▶ **Exercise brief**:
Each entry must be reproduced precisely as it stands.
___ Data for the task
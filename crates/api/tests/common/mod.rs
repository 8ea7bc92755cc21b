#![allow(dead_code)]

use std::path::{Path, PathBuf};
use std::sync::Arc;
use std::time::Duration;

use axum::body::Body;
use axum::http::header::CONTENT_TYPE;
use axum::http::{Method, Request};
use axum::response::Response;
use axum::Router;
use http_body_util::BodyExt;
use roster_core::roster::RosterKind;
use roster_core::storage::ImageStore;
use sqlx::PgPool;
use tempfile::TempDir;
use tower::ServiceExt;

use roster_api::config::ServerConfig;
use roster_api::router::build_app_router;
use roster_api::state::AppState;

pub const APP_URL: &str = "http://localhost:3000";

const BOUNDARY: &str = "roster-test-boundary";

/// Smallest byte strings the upload sniffer accepts as PNG / JPEG.
pub const PNG_BYTES: &[u8] = b"\x89PNG\r\n\x1a\n\0\0\0\rIHDR\0\0\0\x01";
pub const JPEG_BYTES: &[u8] = b"\xff\xd8\xff\xe0\0\x10JFIF\0\x01\x01";

/// Build a test `ServerConfig` with safe defaults, storing photos under
/// `storage_root`.
pub fn test_config(storage_root: &Path) -> ServerConfig {
    ServerConfig {
        host: "127.0.0.1".to_string(),
        port: 0,
        cors_origins: vec!["http://localhost:5173".to_string()],
        request_timeout_secs: 30,
        app_url: APP_URL.to_string(),
        storage_root: storage_root.to_path_buf(),
        max_body_bytes: 10 * 1024 * 1024,
    }
}

/// A router plus the temporary storage tree it writes to.
///
/// The directory is removed when the value is dropped.
pub struct TestApp {
    pub pool: PgPool,
    pub storage: TempDir,
}

impl TestApp {
    pub fn new(pool: PgPool) -> Self {
        Self {
            pool,
            storage: tempfile::tempdir().unwrap(),
        }
    }

    /// A fresh router over the same pool and storage. `oneshot` consumes
    /// the router, so build one per request.
    pub fn router(&self) -> Router {
        let config = test_config(self.storage.path());
        let state = AppState {
            pool: self.pool.clone(),
            images: Arc::new(ImageStore::new(self.storage.path())),
            config: Arc::new(config.clone()),
        };
        build_app_router(state, &config)
    }

    pub fn stored_path(&self, kind: RosterKind, file: &str) -> PathBuf {
        self.storage.path().join(kind.storage_dir()).join(file)
    }

    /// Filenames currently stored for `kind`.
    pub fn stored_files(&self, kind: RosterKind) -> Vec<String> {
        let dir = self.storage.path().join(kind.storage_dir());
        let Ok(entries) = std::fs::read_dir(dir) else {
            return Vec::new();
        };
        let mut names: Vec<String> = entries
            .map(|e| e.unwrap().file_name().to_string_lossy().into_owned())
            .collect();
        names.sort();
        names
    }
}

/// A PNG whose content (and therefore stored name) depends on `tag`.
pub fn png_with(tag: &str) -> Vec<u8> {
    let mut bytes = PNG_BYTES.to_vec();
    bytes.extend_from_slice(tag.as_bytes());
    bytes
}

/// Filename part of an `image` URL from a response.
pub fn file_of(image_url: &serde_json::Value) -> String {
    image_url
        .as_str()
        .unwrap()
        .rsplit('/')
        .next()
        .unwrap()
        .to_string()
}

/// Wait until a session in this test database is queued on an advisory
/// lock, i.e. a request has reached a photo lock the test is holding.
pub async fn wait_for_lock_waiter(pool: &PgPool) {
    for _ in 0..250 {
        let waiting: i64 = sqlx::query_scalar(
            "SELECT COUNT(*) FROM pg_locks \
             WHERE locktype = 'advisory' AND NOT granted \
             AND database = (SELECT oid FROM pg_database WHERE datname = current_database())",
        )
        .fetch_one(pool)
        .await
        .unwrap();
        if waiting > 0 {
            return;
        }
        tokio::time::sleep(Duration::from_millis(20)).await;
    }
    panic!("no request queued on a photo lock");
}

// ---------------------------------------------------------------------------
// Request helpers
// ---------------------------------------------------------------------------

pub async fn get(app: Router, uri: &str) -> Response {
    let request = Request::builder()
        .method(Method::GET)
        .uri(uri)
        .body(Body::empty())
        .unwrap();
    app.oneshot(request).await.unwrap()
}

pub async fn delete(app: Router, uri: &str) -> Response {
    let request = Request::builder()
        .method(Method::DELETE)
        .uri(uri)
        .body(Body::empty())
        .unwrap();
    app.oneshot(request).await.unwrap()
}

pub async fn send_form(app: Router, method: Method, uri: &str, form: MultipartForm) -> Response {
    let request = Request::builder()
        .method(method)
        .uri(uri)
        .header(
            CONTENT_TYPE,
            format!("multipart/form-data; boundary={BOUNDARY}"),
        )
        .body(Body::from(form.into_body()))
        .unwrap();
    app.oneshot(request).await.unwrap()
}

pub async fn post_form(app: Router, uri: &str, form: MultipartForm) -> Response {
    send_form(app, Method::POST, uri, form).await
}

/// Read the response body as text, keeping key order intact.
pub async fn body_text(response: Response) -> String {
    let bytes = response.into_body().collect().await.unwrap().to_bytes();
    String::from_utf8(bytes.to_vec()).unwrap()
}

/// Read the response body as JSON.
pub async fn body_json(response: Response) -> serde_json::Value {
    let bytes = response.into_body().collect().await.unwrap().to_bytes();
    serde_json::from_slice(&bytes).unwrap()
}

// ---------------------------------------------------------------------------
// Multipart bodies
// ---------------------------------------------------------------------------

enum Part {
    Text(String),
    File { filename: String, bytes: Vec<u8> },
}

/// Minimal `multipart/form-data` builder.
#[derive(Default)]
pub struct MultipartForm {
    parts: Vec<(String, Part)>,
}

impl MultipartForm {
    pub fn new() -> Self {
        Self::default()
    }

    /// A complete form with a PNG photo.
    pub fn member(name: &str, role: &str, phone: &str) -> Self {
        Self::new()
            .file("image", "photo.png", PNG_BYTES)
            .text("name", name)
            .text("role", role)
            .text("phone", phone)
    }

    pub fn text(mut self, name: &str, value: &str) -> Self {
        self.parts
            .push((name.to_string(), Part::Text(value.to_string())));
        self
    }

    pub fn file(mut self, name: &str, filename: &str, bytes: &[u8]) -> Self {
        self.parts.push((
            name.to_string(),
            Part::File {
                filename: filename.to_string(),
                bytes: bytes.to_vec(),
            },
        ));
        self
    }

    fn into_body(self) -> Vec<u8> {
        let mut body = Vec::new();
        for (name, part) in self.parts {
            body.extend_from_slice(format!("--{BOUNDARY}\r\n").as_bytes());
            match part {
                Part::Text(value) => {
                    body.extend_from_slice(
                        format!("Content-Disposition: form-data; name=\"{name}\"\r\n\r\n")
                            .as_bytes(),
                    );
                    body.extend_from_slice(value.as_bytes());
                }
                Part::File { filename, bytes } => {
                    body.extend_from_slice(
                        format!(
                            "Content-Disposition: form-data; name=\"{name}\"; filename=\"{filename}\"\r\n\
                             Content-Type: application/octet-stream\r\n\r\n"
                        )
                        .as_bytes(),
                    );
                    body.extend_from_slice(&bytes);
                }
            }
            body.extend_from_slice(b"\r\n");
        }
        body.extend_from_slice(format!("--{BOUNDARY}--\r\n").as_bytes());
        body
    }
}

/// Create a record through the API and return its JSON `data`.
pub async fn create_member(
    app: &TestApp,
    kind: RosterKind,
    name: &str,
    role: &str,
    phone: &str,
) -> serde_json::Value {
    let uri = format!("/api/admin/{}", kind.route_segment());
    let response = post_form(app.router(), &uri, MultipartForm::member(name, role, phone)).await;
    assert_eq!(response.status(), axum::http::StatusCode::OK);
    let json = body_json(response).await;
    assert_eq!(json["success"], true, "create failed: {json}");
    json["data"].clone()
}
______
▶ **Answer to this exercise**:
filename crates/api/tests/common/mod.rs
repository 8ea7bc92755cc21b
#![allow(dead_code)]

use std::path::{Path, PathBuf};
use std::sync::Arc;
use std::time::Duration;

use axum::body::Body;
use axum::http::header::CONTENT_TYPE;
use axum::http::{Method, Request};
use axum::response::Response;
use axum::Router;
use http_body_util::BodyExt;
use roster_core::roster::RosterKind;
use roster_core::storage::ImageStore;
use sqlx::PgPool;
use tempfile::TempDir;
use tower::ServiceExt;

use roster_api::config::ServerConfig;
use roster_api::router::build_app_router;
use roster_api::state::AppState;

pub const APP_URL: &str = "http://localhost:3000";

const BOUNDARY: &str = "roster-test-boundary";

/// Smallest byte strings the upload sniffer accepts as PNG / JPEG.
pub const PNG_BYTES: &[u8] = b"\x89PNG\r\n\x1a\n\0\0\0\rIHDR\0\0\0\x01";
pub const JPEG_BYTES: &[u8] = b"\xff\xd8\xff\xe0\0\x10JFIF\0\x01\x01";

/// Build a test `ServerConfig` with safe defaults, storing photos under
/// `storage_root`.
pub fn test_config(storage_root: &Path) -> ServerConfig {
    ServerConfig {
        host: "127.0.0.1".to_string(),
        port: 0,
        cors_origins: vec!["http://localhost:5173".to_string()],
        request_timeout_secs: 30,
        app_url: APP_URL.to_string(),
        storage_root: storage_root.to_path_buf(),
        max_body_bytes: 10 * 1024 * 1024,
    }
}

/// A router plus the temporary storage tree it writes to.
///
/// The directory is removed when the value is dropped.
pub struct TestApp {
    pub pool: PgPool,
    pub storage: TempDir,
}

impl TestApp {
    pub fn new(pool: PgPool) -> Self {
        Self {
            pool,
            storage: tempfile::tempdir().unwrap(),
        }
    }

    /// A fresh router over the same pool and storage. `oneshot` consumes
    /// the router, so build one per request.
    pub fn router(&self) -> Router {
        let config = test_config(self.storage.path());
        let state = AppState {
            pool: self.pool.clone(),
            images: Arc::new(ImageStore::new(self.storage.path())),
            config: Arc::new(config.clone()),
        };
        build_app_router(state, &config)
    }

    pub fn stored_path(&self, kind: RosterKind, file: &str) -> PathBuf {
        self.storage.path().join(kind.storage_dir()).join(file)
    }

    /// Filenames currently stored for `kind`.
    pub fn stored_files(&self, kind: RosterKind) -> Vec<String> {
        let dir = self.storage.path().join(kind.storage_dir());
        let Ok(entries) = std::fs::read_dir(dir) else {
            return Vec::new();
        };
        let mut names: Vec<String> = entries
            .map(|e| e.unwrap().file_name().to_string_lossy().into_owned())
            .collect();
        names.sort();
        names
    }
}

/// A PNG whose content (and therefore stored name) depends on `tag`.
pub fn png_with(tag: &str) -> Vec<u8> {
    let mut bytes = PNG_BYTES.to_vec();
    bytes.extend_from_slice(tag.as_bytes());
    bytes
}

/// Filename part of an `image` URL from a response.
pub fn file_of(image_url: &serde_json::Value) -> String {
    image_url
        .as_str()
        .unwrap()
        .rsplit('/')
        .next()
        .unwrap()
        .to_string()
}

/// Wait until a session in this test database is queued on an advisory
/// lock, i.e. a request has reached a photo lock the test is holding.
pub async fn wait_for_lock_waiter(pool: &PgPool) {
    for _ in 0..250 {
        let waiting: i64 = sqlx::query_scalar(
            "SELECT COUNT(*) FROM pg_locks \
             WHERE locktype = 'advisory' AND NOT granted \
             AND database = (SELECT oid FROM pg_database WHERE datname = current_database())",
        )
        .fetch_one(pool)
        .await
        .unwrap();
        if waiting > 0 {
            return;
        }
        tokio::time::sleep(Duration::from_millis(20)).await;
    }
    panic!("no request queued on a photo lock");
}

// ---------------------------------------------------------------------------
// Request helpers
// ---------------------------------------------------------------------------

pub async fn get(app: Router, uri: &str) -> Response {
    let request = Request::builder()
        .method(Method::GET)
        .uri(uri)
        .body(Body::empty())
        .unwrap();
    app.oneshot(request).await.unwrap()
}

pub async fn delete(app: Router, uri: &str) -> Response {
    let request = Request::builder()
        .method(Method::DELETE)
        .uri(uri)
        .body(Body::empty())
        .unwrap();
    app.oneshot(request).await.unwrap()
}

pub async fn send_form(app: Router, method: Method, uri: &str, form: MultipartForm) -> Response {
    let request = Request::builder()
        .method(method)
        .uri(uri)
        .header(
            CONTENT_TYPE,
            format!("multipart/form-data; boundary={BOUNDARY}"),
        )
        .body(Body::from(form.into_body()))
        .unwrap();
    app.oneshot(request).await.unwrap()
}

pub async fn post_form(app: Router, uri: &str, form: MultipartForm) -> Response {
    send_form(app, Method::POST, uri, form).await
}

/// Read the response body as text, keeping key order intact.
pub async fn body_text(response: Response) -> String {
    let bytes = response.into_body().collect().await.unwrap().to_bytes();
    String::from_utf8(bytes.to_vec()).unwrap()
}

/// Read the response body as JSON.
pub async fn body_json(response: Response) -> serde_json::Value {
    let bytes = response.into_body().collect().await.unwrap().to_bytes();
    serde_json::from_slice(&bytes).unwrap()
}

// ---------------------------------------------------------------------------
// Multipart bodies
// ---------------------------------------------------------------------------

enum Part {
    Text(String),
    File { filename: String, bytes: Vec<u8> },
}

/// Minimal `multipart/form-data` builder.
#[derive(Default)]
pub struct MultipartForm {
    parts: Vec<(String, Part)>,
}

impl MultipartForm {
    pub fn new() -> Self {
        Self::default()
    }

    /// A complete form with a PNG photo.
    pub fn member(name: &str, role: &str, phone: &str) -> Self {
        Self::new()
            .file("image", "photo.png", PNG_BYTES)
            .text("name", name)
            .text("role", role)
            .text("phone", phone)
    }

    pub fn text(mut self, name: &str, value: &str) -> Self {
        self.parts
            .push((name.to_string(), Part::Text(value.to_string())));
        self
    }

    pub fn file(mut self, name: &str, filename: &str, bytes: &[u8]) -> Self {
        self.parts.push((
            name.to_string(),
            Part::File {
                filename: filename.to_string(),
                bytes: bytes.to_vec(),
            },
        ));
        self
    }

    fn into_body(self) -> Vec<u8> {
        let mut body = Vec::new();
        for (name, part) in self.parts {
            body.extend_from_slice(format!("--{BOUNDARY}\r\n").as_bytes());
            match part {
                Part::Text(value) => {
                    body.extend_from_slice(
                        format!("Content-Disposition: form-data; name=\"{name}\"\r\n\r\n")
                            .as_bytes(),
                    );
                    body.extend_from_slice(value.as_bytes());
                }
                Part::File { filename, bytes } => {
                    body.extend_from_slice(
                        format!(
                            "Content-Disposition: form-data; name=\"{name}\"; filename=\"{filename}\"\r\n\
                             Content-Type: application/octet-stream\r\n\r\n"
                        )
                        .as_bytes(),
                    );
                    body.extend_from_slice(&bytes);
                }
            }
            body.extend_from_slice(b"\r\n");
        }
        body.extend_from_slice(format!("--{BOUNDARY}--\r\n").as_bytes());
        body
    }
}

/// Create a record through the API and return its JSON `data`.
pub async fn create_member(
    app: &TestApp,
    kind: RosterKind,
    name: &str,
    role: &str,
    phone: &str,
) -> serde_json::Value {
    let uri = format!("/api/admin/{}", kind.route_segment());
    let response = post_form(app.router(), &uri, MultipartForm::member(name, role, phone)).await;
    assert_eq!(response.status(), axum::http::StatusCode::OK);
    let json = body_json(response).await;
    assert_eq!(json["success"], true, "create failed: {json}");
    json["data"].clone()
}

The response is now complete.